# WHAT YOU HAVE TO DO
Needed from the data below: all lines that contain the word "routes".

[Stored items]

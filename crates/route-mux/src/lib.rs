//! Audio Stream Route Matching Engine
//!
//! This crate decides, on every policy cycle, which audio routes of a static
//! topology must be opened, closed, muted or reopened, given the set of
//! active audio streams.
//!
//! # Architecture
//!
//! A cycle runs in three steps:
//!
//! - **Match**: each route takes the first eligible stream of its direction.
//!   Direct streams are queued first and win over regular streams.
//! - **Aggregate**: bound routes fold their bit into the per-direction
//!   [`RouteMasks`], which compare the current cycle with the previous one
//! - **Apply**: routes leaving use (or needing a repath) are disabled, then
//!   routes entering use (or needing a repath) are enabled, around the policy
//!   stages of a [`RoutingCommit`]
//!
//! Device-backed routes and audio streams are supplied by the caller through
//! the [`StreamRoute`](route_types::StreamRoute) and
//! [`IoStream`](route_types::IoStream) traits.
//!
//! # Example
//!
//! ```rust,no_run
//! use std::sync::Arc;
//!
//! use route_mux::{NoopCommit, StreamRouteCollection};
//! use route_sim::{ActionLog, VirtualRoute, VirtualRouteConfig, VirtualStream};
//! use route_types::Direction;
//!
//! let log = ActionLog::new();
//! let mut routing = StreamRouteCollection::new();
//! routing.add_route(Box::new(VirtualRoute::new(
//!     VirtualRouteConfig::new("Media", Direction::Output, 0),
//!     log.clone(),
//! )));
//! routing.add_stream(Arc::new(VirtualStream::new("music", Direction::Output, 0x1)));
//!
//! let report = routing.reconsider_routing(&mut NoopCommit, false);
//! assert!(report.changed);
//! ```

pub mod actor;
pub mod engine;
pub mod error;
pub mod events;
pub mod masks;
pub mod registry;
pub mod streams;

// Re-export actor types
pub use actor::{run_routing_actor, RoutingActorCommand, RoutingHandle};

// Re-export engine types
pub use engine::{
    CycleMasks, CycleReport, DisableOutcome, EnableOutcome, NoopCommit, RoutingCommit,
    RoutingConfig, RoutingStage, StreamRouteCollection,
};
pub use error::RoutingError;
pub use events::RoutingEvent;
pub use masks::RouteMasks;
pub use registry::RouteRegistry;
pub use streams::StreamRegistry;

# FINISHED EXERCISE
//! This crate decides, on every policy cycle, which audio routes of a static
//! - **Aggregate**: bound routes fold their bit into the per-direction
//! - **Apply**: routes leaving use (or needing a repath) are disabled, then
//!   routes entering use (or needing a repath) are enabled, around the policy
//! Device-backed routes and audio streams are supplied by the caller through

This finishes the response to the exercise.